■ TASK TO COMPLETE: Every line of the entries below that carries the string "else" should be copied.

##### EXTRACTED ENTRIES #####

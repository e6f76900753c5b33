//! Transient user-facing notices.
//!
//! Stores publish a notice when a write fails so the shell can show a toast.

use serde::{Deserialize, Serialize};
use std::time::Duration;
use tokio::sync::broadcast;

const CHANNEL_CAPACITY: usize = 64;

#[derive(Debug, Clone, Copy, PartialEq, Eq, Serialize, Deserialize)]
#[serde(rename_all = "lowercase")]
pub enum NoticeKind {
    Info,
    Success,
    Warning,
    Error,
}

/// A notice to display for `duration`.
#[derive(Debug, Clone, PartialEq, Eq)]
pub struct Notice {
    pub id: String,
    pub kind: NoticeKind,
    pub message: String,
    pub duration: Duration,
}

/// Broadcasts notices to any number of subscribers.
#[derive(Debug, Clone)]
pub struct Notifier {
    tx: broadcast::Sender<Notice>,
}

impl Default for Notifier {
    fn default() -> Self {
        Self::new()
    }
}

impl Notifier {
    pub fn new() -> Self {
        let (tx, _) = broadcast::channel(CHANNEL_CAPACITY);
        Self { tx }
    }

    /// Publish a notice and return its id. Notices sent with no subscriber
    /// are dropped.
    pub fn add(&self, message: impl Into<String>, kind: NoticeKind, duration: Duration) -> String {
        let notice = Notice {
            id: uuid::Uuid::new_v4().to_string(),
            kind,
            message: message.into(),
            duration,
        };
        let id = notice.id.clone();
        let _ = self.tx.send(notice);
        id
    }

    pub fn info(&self, message: impl Into<String>) -> String {
        self.add(message, NoticeKind::Info, Duration::from_secs(5))
    }

    pub fn success(&self, message: impl Into<String>) -> String {
        self.add(message, NoticeKind::Success, Duration::from_secs(5))
    }

    pub fn warn(&self, message: impl Into<String>) -> String {
        self.add(message, NoticeKind::Warning, Duration::from_secs(5))
    }

    pub fn error(&self, message: impl Into<String>) -> String {
        self.add(message, NoticeKind::Error, Duration::from_secs(8))
    }

    pub fn subscribe(&self) -> broadcast::Receiver<Notice> {
        self.tx.subscribe()
    }
}

#[cfg(test)]
mod tests {
    use super::*;

    #[tokio::test]
    async fn subscribers_receive_notices() {
        let notifier = Notifier::new();
        let mut rx = notifier.subscribe();

        let id = notifier.error("Could not save task");
        let notice = rx.recv().await.unwrap();
        assert_eq!(notice.id, id);
        assert_eq!(notice.kind, NoticeKind::Error);
        assert_eq!(notice.duration, Duration::from_secs(8));
    }

    #[test]
    fn sending_without_subscribers_is_fine() {
        let notifier = Notifier::new();
        notifier.info("nobody listening");
    }
}
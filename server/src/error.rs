//! Unified error handling for the server.
//!
//! Every failure leaves as an [`ErrorBody`] carrying the PostgreSQL error code
//! when there is one, so clients can tell schema problems from outages.

use axum::{
    http::StatusCode,
    response::{IntoResponse, Response},
    Json,
};
use sqlx::postgres::PgDatabaseError;
use tether_engine::error::codes;
use tether_engine::wire::ErrorBody;

/// Application error type.
#[derive(Debug, thiserror::Error)]
pub enum AppError {
    #[error("Database error: {0}")]
    Database(#[from] sqlx::Error),

    #[error("Invalid request: {0}")]
    BadRequest(String),

    #[error("relation \"{0}\" does not exist")]
    UnknownTable(String),

    #[error("Not found: {0}")]
    NotFound(String),

    #[error("Unauthorized: {0}")]
    Unauthorized(&'static str),
}

impl AppError {
    fn parts(&self) -> (StatusCode, ErrorBody) {
        match self {
            AppError::Database(sqlx::Error::Database(db_err)) => {
                let code = db_err.code().map(|c| c.into_owned());
                let status = code
                    .as_deref()
                    .map(status_for_code)
                    .unwrap_or(StatusCode::INTERNAL_SERVER_ERROR);
                let details = db_err
                    .try_downcast_ref::<PgDatabaseError>()
                    .and_then(|pg| pg.detail())
                    .map(str::to_string);
                if status.is_server_error() {
                    tracing::error!(code = ?code, "Database error: {}", db_err.message());
                } else {
                    tracing::warn!(code = ?code, "Rejected write: {}", db_err.message());
                }
                (
                    status,
                    body(db_err.message().to_string(), code.as_deref(), details),
                )
            }
            AppError::Database(sqlx::Error::RowNotFound) => (
                StatusCode::NOT_FOUND,
                body("no matching row".into(), Some(codes::NO_ROWS), None),
            ),
            AppError::Database(e) => {
                // Pool exhaustion, I/O and the like; clients retry these.
                tracing::error!("Database unavailable: {:?}", e);
                (
                    StatusCode::SERVICE_UNAVAILABLE,
                    body("Database unavailable".into(), None, None),
                )
            }
            AppError::BadRequest(msg) => (StatusCode::BAD_REQUEST, body(msg.clone(), None, None)),
            AppError::UnknownTable(_) => (
                StatusCode::NOT_FOUND,
                body(self.to_string(), Some(codes::UNDEFINED_TABLE), None),
            ),
            AppError::NotFound(msg) => (
                StatusCode::NOT_FOUND,
                body(msg.clone(), Some(codes::NO_ROWS), None),
            ),
            AppError::Unauthorized(msg) => {
                (StatusCode::UNAUTHORIZED, body((*msg).to_string(), None, None))
            }
        }
    }
}

fn body(error: String, code: Option<&str>, details: Option<String>) -> ErrorBody {
    ErrorBody {
        error,
        code: code.map(str::to_string),
        details,
        hint: code.and_then(codes::hint).map(str::to_string),
    }
}

/// HTTP status for a PostgreSQL SQLSTATE.
fn status_for_code(code: &str) -> StatusCode {
    match code {
        codes::UNIQUE_VIOLATION => StatusCode::CONFLICT,
        codes::UNDEFINED_TABLE => StatusCode::NOT_FOUND,
        // Integrity constraint violations and syntax/access rule violations
        c if c.starts_with("23") || c.starts_with("42") || c.starts_with("22") => {
            StatusCode::BAD_REQUEST
        }
        _ => StatusCode::INTERNAL_SERVER_ERROR,
    }
}

impl IntoResponse for AppError {
    fn into_response(self) -> Response {
        let (status, body) = self.parts();
        (status, Json(body)).into_response()
    }
}

/// Result type alias for handlers.
pub type Result<T> = std::result::Result<T, AppError>;
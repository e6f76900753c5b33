//! Error types for the Tether engine.

use thiserror::Error;

/// All possible errors surfaced by collection stores.
#[derive(Debug, Error, Clone, PartialEq, Eq)]
pub enum Error {
    // Precondition errors
    #[error("record is still pending confirmation: {0}")]
    PendingRecord(String),

    // Backend errors
    #[error(transparent)]
    Backend(#[from] BackendError),

    #[error("scheduled task aborted before completion")]
    TaskAborted,

    // Data errors
    #[error("serialization error: {0}")]
    Serialization(String),
}

impl From<serde_json::Error> for Error {
    fn from(err: serde_json::Error) -> Self {
        Error::Serialization(err.to_string())
    }
}

impl Error {
    /// The backend error code, when the failure came from the backend.
    pub fn code(&self) -> Option<&str> {
        match self {
            Error::Backend(e) => e.code(),
            _ => None,
        }
    }

    /// Actionable hint for known backend error codes.
    pub fn hint(&self) -> Option<&'static str> {
        match self {
            Error::Backend(e) => e.hint(),
            _ => None,
        }
    }
}

/// Errors reported by a [`Backend`](crate::Backend) implementation.
#[derive(Debug, Error, Clone, PartialEq, Eq)]
pub enum BackendError {
    #[error("network error: {0}")]
    Network(String),

    #[error("request timed out")]
    Timeout,

    #[error("backend unavailable (HTTP {status}): {message}")]
    Unavailable { status: u16, message: String },

    #[error("not authorized by backend")]
    Unauthorized,

    #[error("{message} (code {code})")]
    Database {
        code: String,
        message: String,
        details: Option<String>,
    },

    #[error("record not found: {0}")]
    NotFound(String),

    #[error("invalid backend response: {0}")]
    InvalidResponse(String),

    #[error("storage error: {0}")]
    Storage(String),
}

impl BackendError {
    /// Shorthand for a database error without details.
    pub fn database(code: impl Into<String>, message: impl Into<String>) -> Self {
        BackendError::Database {
            code: code.into(),
            message: message.into(),
            details: None,
        }
    }

    /// Whether retrying the same call may succeed.
    ///
    /// Only connectivity problems and server-side unavailability qualify.
    /// Schema and referential failures are permanent until someone fixes the
    /// backend, so they are never retried.
    pub fn is_transient(&self) -> bool {
        matches!(
            self,
            BackendError::Network(_) | BackendError::Timeout | BackendError::Unavailable { .. }
        )
    }

    /// The backend error code, if one was reported.
    pub fn code(&self) -> Option<&str> {
        match self {
            BackendError::Database { code, .. } => Some(code),
            BackendError::NotFound(_) => Some(codes::NO_ROWS),
            _ => None,
        }
    }

    /// Actionable hint for the error code.
    pub fn hint(&self) -> Option<&'static str> {
        self.code().and_then(codes::hint)
    }
}

/// Known backend error codes (PostgreSQL SQLSTATE plus the REST layer's own).
pub mod codes {
    pub const UNDEFINED_TABLE: &str = "42P01";
    pub const UNDEFINED_COLUMN: &str = "42703";
    pub const FOREIGN_KEY_VIOLATION: &str = "23503";
    pub const UNIQUE_VIOLATION: &str = "23505";
    pub const NOT_NULL_VIOLATION: &str = "23502";
    pub const NO_ROWS: &str = "PGRST116";

    /// Map a code to a hint worth putting in front of a developer.
    pub fn hint(code: &str) -> Option<&'static str> {
        match code {
            UNDEFINED_TABLE => Some("table does not exist; run the server migrations"),
            UNDEFINED_COLUMN => {
                Some("field is not a column; add it to the field map exclusions")
            }
            FOREIGN_KEY_VIOLATION => Some("referenced row does not exist"),
            UNIQUE_VIOLATION => Some("a row with this key already exists"),
            NOT_NULL_VIOLATION => Some("a required field is missing"),
            NO_ROWS => Some("no matching row for the current user"),
            _ => None,
        }
    }
}

/// Result type for engine operations.
pub type Result<T> = std::result::Result<T, Error>;

#[cfg(test)]
mod tests {
    use super::*;

    #[test]
    fn error_display() {
        let err = Error::PendingRecord("tmp-1".into());
        assert_eq!(err.to_string(), "record is still pending confirmation: tmp-1");

        let err = Error::Backend(BackendError::database(
            codes::UNIQUE_VIOLATION,
            "duplicate key value",
        ));
        assert_eq!(err.to_string(), "duplicate key value (code 23505)");

        let err = BackendError::Unavailable {
            status: 503,
            message: "maintenance".into(),
        };
        assert_eq!(
            err.to_string(),
            "backend unavailable (HTTP 503): maintenance"
        );
    }

    #[test]
    fn transient_classification() {
        assert!(BackendError::Network("reset".into()).is_transient());
        assert!(BackendError::Timeout.is_transient());
        assert!(BackendError::Unavailable {
            status: 502,
            message: String::new()
        }
        .is_transient());

        assert!(!BackendError::database(codes::UNDEFINED_TABLE, "missing").is_transient());
        assert!(!BackendError::Unauthorized.is_transient());
        assert!(!BackendError::NotFound("x".into()).is_transient());
    }

    #[test]
    fn hints_for_known_codes() {
        let err = Error::Backend(BackendError::database(codes::UNDEFINED_TABLE, "nope"));
        assert_eq!(err.code(), Some("42P01"));
        assert!(err.hint().unwrap().contains("migrations"));

        assert_eq!(BackendError::NotFound("a".into()).code(), Some(codes::NO_ROWS));
        assert!(BackendError::database("XX000", "internal").hint().is_none());
        assert!(Error::TaskAborted.hint().is_none());
    }
}
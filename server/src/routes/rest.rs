//! Table routes: `/rest/{table}` and `/rest/{table}/{id}`.

use axum::{
    extract::{Path, Query, State},
    http::StatusCode,
    routing::{get, patch},
    Json, Router,
};
use tether_engine::wire::{InsertBody, SelectParams, UpsertParams, REST_PREFIX};
use tether_engine::Row;

use crate::auth::AuthUser;
use crate::error::{AppError, Result};
use crate::handlers::{handle_delete, handle_insert, handle_select, handle_update, handle_upsert};
use crate::AppState;

/// Create table routes.
pub fn routes() -> Router<AppState> {
    Router::new()
        .route(
            &format!("{REST_PREFIX}/{{table}}"),
            get(select_handler).post(insert_handler).put(upsert_handler),
        )
        .route(
            &format!("{REST_PREFIX}/{{table}}/{{id}}"),
            patch(update_handler).delete(delete_handler),
        )
}

/// Reject tables that are malformed or not allowlisted the way PostgreSQL
/// rejects a missing relation.
fn checked_table<'a>(state: &AppState, table: &'a str) -> Result<&'a str> {
    if state.config.allows(table) {
        Ok(table)
    } else {
        tracing::warn!(table, "Rejected unknown table");
        Err(AppError::UnknownTable(table.to_string()))
    }
}

/// GET /rest/{table} - List the caller's rows.
async fn select_handler(
    State(state): State<AppState>,
    auth: AuthUser,
    Path(table): Path<String>,
    Query(params): Query<SelectParams>,
) -> Result<Json<Vec<Row>>> {
    let table = checked_table(&state, &table)?;
    let rows = handle_select(&state.pool, table, &auth, params).await?;
    Ok(Json(rows))
}

/// POST /rest/{table} - Insert one row or an array of rows.
async fn insert_handler(
    State(state): State<AppState>,
    auth: AuthUser,
    Path(table): Path<String>,
    Json(body): Json<InsertBody>,
) -> Result<(StatusCode, Json<InsertBody>)> {
    let table = checked_table(&state, &table)?;
    let created = handle_insert(&state.pool, table, &auth, body).await?;
    Ok((StatusCode::CREATED, Json(created)))
}

/// PUT /rest/{table}?on_conflict=... - Insert or merge one row.
async fn upsert_handler(
    State(state): State<AppState>,
    auth: AuthUser,
    Path(table): Path<String>,
    Query(params): Query<UpsertParams>,
    Json(row): Json<Row>,
) -> Result<Json<Row>> {
    let table = checked_table(&state, &table)?;
    let row = handle_upsert(&state.pool, table, &auth, params, row).await?;
    Ok(Json(row))
}

/// PATCH /rest/{table}/{id} - Merge fields into one row.
async fn update_handler(
    State(state): State<AppState>,
    auth: AuthUser,
    Path((table, id)): Path<(String, String)>,
    Json(patch): Json<Row>,
) -> Result<Json<Row>> {
    let table = checked_table(&state, &table)?;
    let row = handle_update(&state.pool, table, &auth, &id, patch).await?;
    Ok(Json(row))
}

/// DELETE /rest/{table}/{id} - Remove one row.
async fn delete_handler(
    State(state): State<AppState>,
    auth: AuthUser,
    Path((table, id)): Path<(String, String)>,
) -> Result<StatusCode> {
    let table = checked_table(&state, &table)?;
    handle_delete(&state.pool, table, &auth, &id).await?;
    Ok(StatusCode::NO_CONTENT)
}
use thiserror::Error;

pub type LocsheetResult<T> = Result<T, LocsheetError>;

#[derive(Error, Debug)]
pub enum LocsheetError {
    #[error("IO error: {0}")]
    Io(#[from] std::io::Error),

    #[error("JSON error: {0}")]
    Json(#[from] serde_json::Error),

    #[error("No file provided")]
    InputMissing,

    #[error("Unknown conversion mode '{0}' (expected 'app' or 'backend')")]
    InvalidMode(String),

    #[error("Malformed upload: {0}")]
    Upload(String),

    #[error("File too large")]
    FileTooLarge,

    #[error("Failed to decode spreadsheet: {0}")]
    Decode(String),

    #[error("Sheet not found: {0}")]
    SheetNotFound(String),
}

impl LocsheetError {
    /// True when the caller sent a bad request rather than the conversion failing.
    pub fn is_client_error(&self) -> bool {
        matches!(
            self,
            LocsheetError::InputMissing
                | LocsheetError::InvalidMode(_)
                | LocsheetError::Upload(_)
                | LocsheetError::FileTooLarge
        )
    }
}
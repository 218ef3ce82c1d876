//! JSON serialization and output files

use crate::core::ConversionOutput;
use crate::error::LocsheetResult;
use serde::Serialize;
use std::fs;
use std::path::{Path, PathBuf};

/// Pretty-printed JSON with 2-space indentation, keys in dictionary order
pub fn to_pretty_json<T: Serialize>(value: &T) -> LocsheetResult<String> {
    Ok(serde_json::to_string_pretty(value)?)
}

/// A named JSON document ready to be written
#[derive(Debug, Clone, PartialEq, Eq)]
pub struct OutputFile {
    pub file_name: String,
    pub contents: String,
}

/// File names for a conversion result.
///
/// App mode gives `localization_tr.json` and `localization_en.json`, or
/// `localization_dev_<version>_tr.json` / `_en.json` when `versioned`.
/// Backend mode gives `localization.json`.
pub fn output_files(output: &ConversionOutput, versioned: bool) -> Vec<OutputFile> {
    match output {
        ConversionOutput::App { tr, en, version } => {
            let prefix = if versioned {
                format!("localization_dev_{}", version)
            } else {
                "localization".to_string()
            };
            vec![
                OutputFile {
                    file_name: format!("{}_tr.json", prefix),
                    contents: tr.clone(),
                },
                OutputFile {
                    file_name: format!("{}_en.json", prefix),
                    contents: en.clone(),
                },
            ]
        }
        ConversionOutput::Backend { combined } => vec![OutputFile {
            file_name: "localization.json".to_string(),
            contents: combined.clone(),
        }],
    }
}

/// Write files into `dir`, creating it if needed. Returns the written paths.
pub fn write_output_files(dir: &Path, files: &[OutputFile]) -> LocsheetResult<Vec<PathBuf>> {
    fs::create_dir_all(dir)?;

    let mut written = Vec::with_capacity(files.len());
    for file in files {
        let path = dir.join(&file.file_name);
        fs::write(&path, &file.contents)?;
        written.push(path);
    }
    Ok(written)
}
//! locsheet - Spreadsheet to JSON localization converter
//!
//! Reads a workbook of localization strings and produces JSON dictionaries
//! for client apps (`app` mode: one file per language, optional link lists)
//! or backend services (`backend` mode: one file nesting `en` and `tr`).
//!
//! # Example
//!
//! ```no_run
//! use locsheet::core::{convert, ConversionOutput};
//! use locsheet::excel::Workbook;
//! use locsheet::types::{ConversionMode, SheetSelector};
//!
//! let workbook = Workbook::open("strings.xlsx")?;
//! let output = convert(&workbook, &SheetSelector::First, ConversionMode::Backend)?;
//!
//! if let ConversionOutput::Backend { combined } = output {
//!     println!("{}", combined);
//! }
//! # Ok::<(), locsheet::error::LocsheetError>(())
//! ```

pub mod api;
pub mod cli;
pub mod core;
pub mod error;
pub mod excel;
pub mod types;
pub mod writer;

// Re-export commonly used types
pub use error::{LocsheetError, LocsheetResult};
pub use types::{
    AppDictionaries, CellValue, CombinedDictionary, ConversionMode, Entry, LanguageDictionary,
    Link, Row, SheetSelector,
};
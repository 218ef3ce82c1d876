//! Spreadsheet import
//!
//! Decodes workbook bytes (xlsx, xlsm, xlsb, xls, ods) into sheets of
//! header-keyed rows.

mod importer;

pub use importer::{Sheet, Workbook, WorkbookImporter};
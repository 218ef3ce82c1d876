//! Row → dictionary mapping for both sheet layouts

use super::records::{AppRecord, BackendRecord};
use crate::types::{AppDictionaries, CombinedDictionary, Entry, LanguageDictionary, Row};
use tracing::debug;

/// Map app UI sheet rows into `tr` and `en` dictionaries.
///
/// The first data row is a label row and is never read. Rows with a blank
/// `Key` are dropped. A `HAS_LINKS` of exactly `0` yields `{ default }`
/// entries; any other value yields `{ default, links: [..] }` with one link.
pub fn map_app_rows(rows: &[Row]) -> AppDictionaries {
    let mut dictionaries = AppDictionaries::default();

    for (index, row) in rows.iter().enumerate().skip(1) {
        let record = AppRecord::from_row(row);
        let has_links = record.has_links();

        let Some(key) = record.key else {
            debug!(index, "skipping row without key");
            continue;
        };

        let (tr, en) = if has_links {
            (
                Entry::with_link(record.tr.text, record.tr.link_text, record.tr.link_url),
                Entry::with_link(record.en.text, record.en.link_text, record.en.link_url),
            )
        } else {
            (Entry::plain(record.tr.text), Entry::plain(record.en.text))
        };

        write_entry(&mut dictionaries.tr, &key, tr);
        write_entry(&mut dictionaries.en, &key, en);
    }

    dictionaries
}

/// Map backend sheet rows into one dictionary nesting `en` and `tr`.
///
/// Every row is read. Rows whose `Key` is not non-blank text are dropped.
pub fn map_backend_rows(rows: &[Row]) -> CombinedDictionary {
    let mut combined = CombinedDictionary::default();

    for (index, row) in rows.iter().enumerate() {
        let record = BackendRecord::from_row(row);

        let Some(key) = record.key else {
            debug!(index, "skipping row without key");
            continue;
        };

        write_entry(&mut combined.en, &key, Entry::plain(record.en));
        write_entry(&mut combined.tr, &key, Entry::plain(record.tr));
    }

    combined
}

/// Last write wins; an overwritten key keeps its first position.
fn write_entry(dictionary: &mut LanguageDictionary, key: &str, entry: Entry) {
    if dictionary.insert(key.to_string(), entry).is_some() {
        debug!(key, "duplicate key, earlier row overwritten");
    }
}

#####

■ FINISHED TASK:
                } else {
    } else {
            } else {
        let Some(key) = record.key else {
        } else {
        let Some(key) = record.key else {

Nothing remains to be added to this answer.